Die vorliegende Monographie rekonstruiert und dokumentiert die Entstehung und Entwicklung des Leipziger Jüdischen Schulwerks (LJSW) von 1912 bis 1933. Gemeint ist damit zunächst die von dem neo-orthodoxen Rabbiner Dr. Ephraim Carlebach gegründete "Höhere Israelitische Schule". Die Bezeichnung "Schulwerk" ist insofern gerechtfertigt, als es sich im Laufe der Entwicklung um eine wechselnde Kombination verschiedener Schultypen (Volksschule, Höhere Töchterschule, Realschule für Knaben und Mädchen bis Klasse 10) gehandelt hat. Die wechselnden Bezeichnungen und mehrfachen Veränderungen bei den Schultypen innerhalb einer relativ kurzen Zeitspanne verweisen nicht nur auf den Kampf um eine möglichst weitgehende staatliche Anerkennung (bes. bei den Prüfungsberechtigungen) dieser Schule, sondern spiegeln auch die Veränderungen der schulpolitischen Rahmenbedingungen vom Kaiserreich über die Novemberrevolution bis zu den wechselnden politischen Konstellationen in der Weimarer Republik wider. Die Ursachen für die vielen Probleme, die dem Schulwerk bis 1933 entstanden, sind nach der Analyse der Verfasserin also nicht vorrangig auf antisemitische Motive zurückzuführen, obwohl diese sich auch schon vor 1933 auswirkten (vgl. S. 212 und 224 ff.).

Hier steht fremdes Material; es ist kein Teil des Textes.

/// Adds a counting bootstrap method and an `invokedynamic` constant linked through it
fn add_counted_site(class: &mut CandidateClass, owner: &str, static_argument: i32) -> ConstantIndex {
    add_field(class, "bootstraps", "I", FieldAccessFlags::STATIC);

    let mut bootstrap = bump_counter(class, owner, "bootstraps");
    let target = method_handle(class, owner, "target", "()I");
    bootstrap.extend([Instruction::Ldc(target), Instruction::AReturn]);
    add_method(
        class,
        "bootstrap",
        "(Ljava/lang/String;I)Ljava/lang/Object;",
        MethodAccessFlags::STATIC,
        Some(bootstrap),
    );
    add_static_int(class, "target", 7);

    class.add_invoke_dynamic(
        BootstrapMethodData {
            method: MethodRef {
                class: class_name(owner),
                name: name("bootstrap"),
                descriptor: descriptor("(Ljava/lang/String;I)Ljava/lang/Object;"),
            },
            arguments: vec![ConstantData::Integer(static_argument)],
        },
        name("call"),
        descriptor("()I"),
    )
}

/// Class with one `invokedynamic` site whose bootstrap method counts its runs
fn indy(static_argument: i32, padding: usize) -> CandidateClass {
    let owner = "demo/Indy";
    let mut class = class(owner, "java/lang/Object");
    let site = add_counted_site(&mut class, owner, static_argument);
    let mut run = vec![Instruction::Nop; padding];
    run.extend([Instruction::InvokeDynamic(site), Instruction::IReturn]);
    add_method(&mut class, "run", "()I", MethodAccessFlags::STATIC, Some(run));
    class
}

/// `demo/Loop.run()` goes twice through its `invokedynamic`, calling the native `hcr()` after
/// each pass
fn redefining_loop() -> CandidateClass {
    let owner = "demo/Loop";
    let mut class = class(owner, "java/lang/Object");
    let site = add_counted_site(&mut class, owner, 1);
    add_method(
        &mut class,
        "hcr",
        "()V",
        MethodAccessFlags::STATIC | MethodAccessFlags::NATIVE,
        None,
    );
    let hcr = method_ref(&mut class, owner, "hcr", "()V");
    add_method(
        &mut class,
        "run",
        "()I",
        MethodAccessFlags::STATIC,
        Some(vec![
            Instruction::IConst(2),
            Instruction::IStore(0),
            Instruction::InvokeDynamic(site),
            Instruction::Pop,
            Instruction::Invoke(InvokeType::Static, hcr),
            Instruction::IInc(0, -1),
            Instruction::ILoad(0),
            Instruction::If(OrdComparison::NE, 2),
            Instruction::IConst(0),
            Instruction::IReturn,
        ]),
    );
    class
}

#[test]
fn linked_call_sites_survive_equivalent_redefinitions() {
    let runtime = Runtime::new(Settings::new());
    let thread = runtime.attach_thread();
    let id = runtime.define_class(&thread, indy(1, 0)).unwrap();
    let bootstraps = runtime.field_handle(id, "bootstraps").unwrap();
    let run = || runtime.invoke_static(&thread, id, "run", "()I", vec![]).unwrap();

    assert_eq!(run(), Some(Value::Int(7)));
    assert_eq!(run(), Some(Value::Int(7)));
    assert_eq!(runtime.get_static(&bootstraps).unwrap(), Value::Int(1));
    assert_eq!(runtime.call_site_count(), 1);

    // Site moves to a different offset, but stays the first one with the same bootstrap
    let summary = runtime.redefine_class(&thread, id, indy(1, 3)).unwrap();
    assert_eq!(summary.call_sites_migrated, 1);
    assert_eq!(summary.call_sites_dropped, 0);
    assert_eq!(run(), Some(Value::Int(7)));
    assert_eq!(runtime.get_static(&bootstraps).unwrap(), Value::Int(1));
    assert_eq!(runtime.call_site_count(), 1);

    // A different static argument means linking again
    let summary = runtime.redefine_class(&thread, id, indy(2, 3)).unwrap();
    assert_eq!(summary.call_sites_migrated, 0);
    assert_eq!(summary.call_sites_dropped, 1);
    assert_eq!(runtime.call_site_count(), 0);
    assert_eq!(run(), Some(Value::Int(7)));
    assert_eq!(runtime.get_static(&bootstraps).unwrap(), Value::Int(2));
}

#[test]
fn obsolete_bodies_keep_their_call_site_links() {
    let runtime = Runtime::new(Settings::new());
    let thread = runtime.attach_thread();
    let id = runtime.define_class(&thread, redefining_loop()).unwrap();
    let bootstraps = runtime.field_handle(id, "bootstraps").unwrap();
    runtime
        .register_native("demo/Loop", "hcr", "()V", move |ctx, _args| {
            let summary = ctx
                .runtime()
                .redefine_class(ctx.thread(), id, redefining_loop())
                .unwrap();
            assert_eq!(summary.call_sites_migrated, 1);
            Ok(None)
        })
        .unwrap();

    // The second pass runs the now obsolete body, whose site was already linked
    assert_eq!(
        runtime.invoke_static(&thread, id, "run", "()I", vec![]).unwrap(),
        Some(Value::Int(0))
    );
    assert_eq!(runtime.get_static(&bootstraps).unwrap(), Value::Int(1));
    assert_eq!(runtime.redefinition_count(), 2);
    assert_eq!(runtime.shape(id).unwrap().generation, 2);

    // Only the current body can still run the site
    assert_eq!(runtime.call_site_count(), 1);
    assert_eq!(
        runtime.invoke_static(&thread, id, "run", "()I", vec![]).unwrap(),
        Some(Value::Int(0))
    );
    assert_eq!(runtime.get_static(&bootstraps).unwrap(), Value::Int(1));
    assert_eq!(runtime.call_site_count(), 1);
}

#[derive(Default)]
struct Recorder {
    summaries: Mutex<Vec<u64>>,
}

impl RedefinitionListener for Recorder {
    fn classes_redefined(&self, summary: &RedefinitionSummary) {
        self.summaries.lock().unwrap().push(summary.redefinition_count);
    }
}

#[test]
fn finalizer_changes_abort_the_whole_batch() {
    let runtime = Runtime::new(Settings::extended());
    let thread = runtime.attach_thread();
    let recorder = Arc::new(Recorder::default());
    runtime.add_listener(recorder.clone());

    let foo_id = runtime.define_class(&thread, foo(0)).unwrap();
    let mut finalizable = class("demo/Finalizable", "java/lang/Object");
    add_method(
        &mut finalizable,
        "finalize",
        "()V",
        MethodAccessFlags::PROTECTED,
        Some(vec![Instruction::Return]),
    );
    let finalizable_id = runtime.define_class(&thread, finalizable).unwrap();
    let obj = runtime.new_instance(&thread, foo_id).unwrap();

    let err = runtime
        .redefine_classes(
            &thread,
            vec![
                ClassDefinition::new(foo_id, foo(100)),
                ClassDefinition::new(
                    finalizable_id,
                    class("demo/Finalizable", "java/lang/Object"),
                ),
            ],
        )
        .unwrap_err();
    match &err {
        Error::IncompatibleChange { class, rule, report } => {
            assert_eq!(class, &class_name("demo/Finalizable"));
            assert_eq!(rule, &ViolatedRule::FinalizerRemoved);
            assert!(!report.compatible);
        }
        other => panic!("unexpected error {}", other),
    }

    assert_eq!(runtime.shape(foo_id).unwrap().generation, 0);
    assert_eq!(runtime.shape(finalizable_id).unwrap().generation, 0);
    assert_eq!(
        runtime.invoke_virtual(&thread, &obj, "m", "()I", vec![]).unwrap(),
        Some(Value::Int(0))
    );
    assert_eq!(runtime.redefinition_count(), 0);
    assert!(recorder.summaries.lock().unwrap().is_empty());

    runtime.redefine_class(&thread, foo_id, foo(100)).unwrap();
    runtime.redefine_class(&thread, foo_id, foo(200)).unwrap();
    assert_eq!(*recorder.summaries.lock().unwrap(), vec![1, 2]);
    assert_eq!(runtime.redefinition_count(), 2);
}

#[test]
fn standard_mode_rejects_shape_changes() {
    let runtime = Runtime::new(Settings::new());
    let thread = runtime.attach_thread();
    let id = runtime.define_class(&thread, foo(0)).unwrap();

    let mut candidate = foo(0);
    add_virtual_int(&mut candidate, "extra", 1);
    let err = runtime.redefine_class(&thread, id, candidate).unwrap_err();
    assert!(matches!(err.rule(), Some(ViolatedRule::MethodAdded(_))));
    assert_eq!(err.class(), Some(&class_name("demo/Foo")));

    let err = runtime
        .redefine_classes(
            &thread,
            vec![ClassDefinition::new(id, foo(1)), ClassDefinition::new(id, foo(2))],
        )
        .unwrap_err();
    assert!(matches!(err, Error::DuplicateClass(_)));
    assert_eq!(runtime.shape(id).unwrap().generation, 0);
}

#[test]
fn reserved_and_hidden_classes_are_not_modifiable() {
    let runtime = Runtime::new(Settings::new());
    let thread = runtime.attach_thread();
    let object = runtime.class_id("java/lang/Object").unwrap();
    assert!(!runtime.is_modifiable_class(object));

    let candidate = CandidateClass::new(
        BinaryName::OBJECT,
        None,
        ClassAccessFlags::PUBLIC | ClassAccessFlags::SUPER,
    );
    let err = runtime.redefine_class(&thread, object, candidate).unwrap_err();
    assert!(matches!(
        err,
        Error::UnsupportedRedefinition {
            rule: ViolatedRule::ReservedClass,
            ..
        }
    ));

    let mut hidden = foo(0);
    hidden.is_hidden = true;
    let id = runtime.define_class(&thread, hidden.clone()).unwrap();
    assert!(!runtime.is_modifiable_class(id));
    let err = runtime.redefine_class(&thread, id, hidden).unwrap_err();
    assert_eq!(err.rule(), Some(&ViolatedRule::HiddenClass));

    let id = runtime.define_class(&thread, class("demo/Plain", "java/lang/Object")).unwrap();
    assert!(runtime.is_modifiable_class(id));
}

#[test]
fn extended_mode_adds_and_removes_members() {
    let runtime = Runtime::new(Settings::extended());
    let thread = runtime.attach_thread();
    let id = runtime.define_class(&thread, foo(0)).unwrap();
    let obj = runtime.new_instance(&thread, id).unwrap();
    let x = runtime.field_handle(id, "x").unwrap();
    runtime.put_field(&x, &obj, Value::Int(3)).unwrap();
    let m = runtime.method_handle(id, "m", "()I").unwrap();

    let mut candidate = class("demo/Foo", "java/lang/Object");
    add_field(&mut candidate, "y", "J", FieldAccessFlags::PRIVATE);
    add_field(&mut candidate, "x", "I", FieldAccessFlags::PRIVATE);
    add_field(&mut candidate, "total", "I", FieldAccessFlags::STATIC);
    add_virtual_int(&mut candidate, "other", 5);
    let summary = runtime.redefine_class(&thread, id, candidate).unwrap();
    assert!(summary.extensions_used);
    assert_eq!(summary.stale_handles, vec![m.clone()]);

    // Existing objects keep their values and read new fields as defaults
    let y = runtime.field_handle(id, "y").unwrap();
    assert_eq!(runtime.get_field(&x, &obj).unwrap(), Value::Int(3));
    assert_eq!(runtime.get_field(&y, &obj).unwrap(), Value::Long(0));
    runtime.put_field(&y, &obj, Value::Long(9)).unwrap();
    assert_eq!(runtime.get_field(&x, &obj).unwrap(), Value::Int(3));
    let total = runtime.field_handle(id, "total").unwrap();
    assert_eq!(runtime.get_static(&total).unwrap(), Value::Int(0));

    // The removed method is gone, through handles and through dispatch
    assert!(matches!(
        runtime.invoke_handle(&thread, &m, vec![Value::Object(obj.clone())]),
        Err(Error::StaleMember { .. })
    ));
    assert!(runtime.invoke_virtual(&thread, &obj, "m", "()I", vec![]).is_err());
    assert_eq!(
        runtime.invoke_virtual(&thread, &obj, "other", "()I", vec![]).unwrap(),
        Some(Value::Int(5))
    );
}

struct Refusing;

impl CollectorHooks for Refusing {
    fn confirm_layout_growth(&self, _class: ClassId, _old_slots: u32, _new_slots: u32) -> bool {
        false
    }
}

#[test]
fn collector_can_refuse_layout_growth() {
    let collaborators = Collaborators {
        collector: Arc::new(Refusing),
        ..Collaborators::default()
    };
    let runtime = Runtime::with_collaborators(Settings::extended(), collaborators);
    let thread = runtime.attach_thread();
    let id = runtime.define_class(&thread, foo(0)).unwrap();

    // Growing statics doesn't touch the instance layout
    let mut statics_only = foo(1);
    add_field(&mut statics_only, "cache", "I", FieldAccessFlags::STATIC);
    runtime.redefine_class(&thread, id, statics_only).unwrap();

    let mut grown = foo(2);
    add_field(&mut grown, "cache", "I", FieldAccessFlags::STATIC);
    add_field(&mut grown, "y", "I", FieldAccessFlags::PRIVATE);
    let err = runtime.redefine_class(&thread, id, grown).unwrap_err();
    assert_eq!(
        err.rule(),
        Some(&ViolatedRule::LayoutRequiresRelocation {
            old_slots: 1,
            new_slots: 2
        })
    );
    assert_eq!(runtime.shape(id).unwrap().generation, 1);
}

/// Collector that records every growth it is asked about and refuses the one class it is told to
#[derive(Default)]
struct Selective {
    asked: Mutex<Vec<(ClassId, u32, u32)>>,
    refused: Mutex<Option<ClassId>>,
}

impl CollectorHooks for Selective {
    fn confirm_layout_growth(&self, class: ClassId, old_slots: u32, new_slots: u32) -> bool {
        self.asked.lock().unwrap().push((class, old_slots, new_slots));
        *self.refused.lock().unwrap() != Some(class)
    }
}
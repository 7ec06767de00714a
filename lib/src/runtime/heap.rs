use super::{ClassId, InstanceSlot};
use crate::jvm::{BaseType, FieldType};
use crate::model::MethodRef;
use parking_lot::RwLock;
use std::fmt;
use std::sync::Arc;

/// Values on the operand stack, in locals, and in fields
#[derive(Clone)]
pub enum Value {
    Int(i32),
    Long(i64),
    Float(f32),
    Double(f64),
    Null,
    Object(ObjectRef),
    String(Arc<str>),

    /// Direct handle to a static method, produced by `ldc` of a method handle constant
    MethodHandle(Arc<MethodRef>),
}

impl Value {
    /// Value of a field that has never been written
    pub fn default_for(field_type: &FieldType) -> Value {
        match field_type {
            FieldType::Base(BaseType::Long) => Value::Long(0),
            FieldType::Base(BaseType::Float) => Value::Float(0.0),
            FieldType::Base(BaseType::Double) => Value::Double(0.0),
            FieldType::Base(_) => Value::Int(0),
            FieldType::Ref(_) => Value::Null,
        }
    }

    pub fn as_int(&self) -> Option<i32> {
        match self {
            Value::Int(i) => Some(*i),
            _ => None,
        }
    }

    pub fn as_object(&self) -> Option<&ObjectRef> {
        match self {
            Value::Object(obj) => Some(obj),
            _ => None,
        }
    }

    pub fn is_reference(&self) -> bool {
        matches!(
            self,
            Value::Null | Value::Object(_) | Value::String(_) | Value::MethodHandle(_)
        )
    }

    /// Short name of the kind of value, for error messages
    pub fn kind(&self) -> &'static str {
        match self {
            Value::Int(_) => "int",
            Value::Long(_) => "long",
            Value::Float(_) => "float",
            Value::Double(_) => "double",
            Value::Null => "null",
            Value::Object(_) => "object",
            Value::String(_) => "string",
            Value::MethodHandle(_) => "method handle",
        }
    }
}

/// Objects compare by identity, everything else by value
impl PartialEq for Value {
    fn eq(&self, other: &Value) -> bool {
        match (self, other) {
            (Value::Int(a), Value::Int(b)) => a == b,
            (Value::Long(a), Value::Long(b)) => a == b,
            (Value::Float(a), Value::Float(b)) => a.to_bits() == b.to_bits(),
            (Value::Double(a), Value::Double(b)) => a.to_bits() == b.to_bits(),
            (Value::Null, Value::Null) => true,
            (Value::Object(a), Value::Object(b)) => Arc::ptr_eq(a, b),
            (Value::String(a), Value::String(b)) => a == b,
            (Value::MethodHandle(a), Value::MethodHandle(b)) => a == b,
            _ => false,
        }
    }
}

impl fmt::Debug for Value {
    fn fmt(&self, f: &mut fmt::Formatter<'_>) -> fmt::Result {
        match self {
            Value::Int(i) => write!(f, "{}", i),
            Value::Long(l) => write!(f, "{}L", l),
            Value::Float(x) => write!(f, "{}F", x),
            Value::Double(x) => write!(f, "{}D", x),
            Value::Null => f.write_str("null"),
            Value::Object(obj) => obj.fmt(f),
            Value::String(s) => write!(f, "{:?}", s),
            Value::MethodHandle(method) => write!(f, "handle {:?}", method),
        }
    }
}

pub type ObjectRef = Arc<Object>;

/// Heap object
///
/// Objects are never relocated or reconstructed by a redefinition. A slot that was added to the
/// class layout after the object was allocated simply has no stored value yet, and reads as the
/// default value for the field's type.
pub struct Object {
    class: ClassId,
    slots: RwLock<Vec<Option<Value>>>,
}

impl Object {
    pub fn new(class: ClassId, slot_count: usize) -> ObjectRef {
        Arc::new(Object {
            class,
            slots: RwLock::new(vec![None; slot_count]),
        })
    }

    /// Class the object was instantiated from
    pub fn class(&self) -> ClassId {
        self.class
    }

    pub fn get(&self, slot: InstanceSlot, field_type: &FieldType) -> Value {
        match self.slots.read().get(slot.0 as usize) {
            Some(Some(value)) => value.clone(),
            _ => Value::default_for(field_type),
        }
    }

    pub fn set(&self, slot: InstanceSlot, value: Value) {
        let mut slots = self.slots.write();
        let idx = slot.0 as usize;
        if idx >= slots.len() {
            slots.resize(idx + 1, None);
        }
        slots[idx] = Some(value);
    }

    /// Number of slots that have backing storage (may be less than the class layout)
    pub fn allocated_slots(&self) -> usize {
        self.slots.read().len()
    }
}

impl fmt::Debug for Object {
    fn fmt(&self, f: &mut fmt::Formatter<'_>) -> fmt::Result {
        write!(f, "{:?}@{:p}", self.class, self as *const Object)
    }
}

Leipzig war insofern ein Sonderfall, als dort die "Ostjuden" ohne deutsche Staatsbürgerschaft die Mehrheit bildeten und dennoch eine Einheitsgemeinde bestand, in der die zumeist nicht orthodoxen deutschen Juden dominierten, da die Ostjuden nicht wahlberechtigt waren. Von der Gemeinde erhielt die Schule denn auch viele Jahre lang keine Unterstützung.
Nur eine deutsch-jüdische neo-orthodoxe Persönlichkeit wie Carlebach war in der Lage, ein solches Schulwerk mit beachtlichen Schülerzahlen (657 im Jahr 1922) ins Leben zu rufen und zu erhalten. Dabei gab ihm die Familie Carlebach eine große ideelle und materielle Unterstützung. Schulträger war der von orthodoxen Eltern gegründete Israelitische Schulverein Leipzig e.V., der auch für die Finanzierung sorgte.
Das Buch zeigt nicht nur die Entwicklung der Schule selbst, sondern auch das jeweilige politische und gesellschaftliche Umfeld. Zahlreiche Verbindungen werden auch zu Personen und Ereignissen hergestellt, die mit der Schule nicht direkt etwas zu tun hatten. Vielleicht ist es des Guten manchmal etwas zuviel. Auch manche Wiederholungen (etwa zu den Bildungszielen der Schule) erscheinen unnötig. Statt dessen wäre die Darstellung der gesamten Schulgeschichte bis zur Schließung 1942 in einem Band wünschenswert gewesen.
Doch liefert das Buch eine Fülle von gut dokumentierten Informationen und einen wertvollen Forschungsbeitrag. Dabei ist es stets angenehm zu lesen. Dazu tragen auch die aufwendigen Abbildungen von Photos, Schulakten, Zeitungsausschnitten etc. bei. Historisch interessierte Laien, die einen Einblick in jüdische Bildungsbemühungen bekommen wollen, sind mit dem Buch ebenso gut bedient wie wissenschaftliche Experten.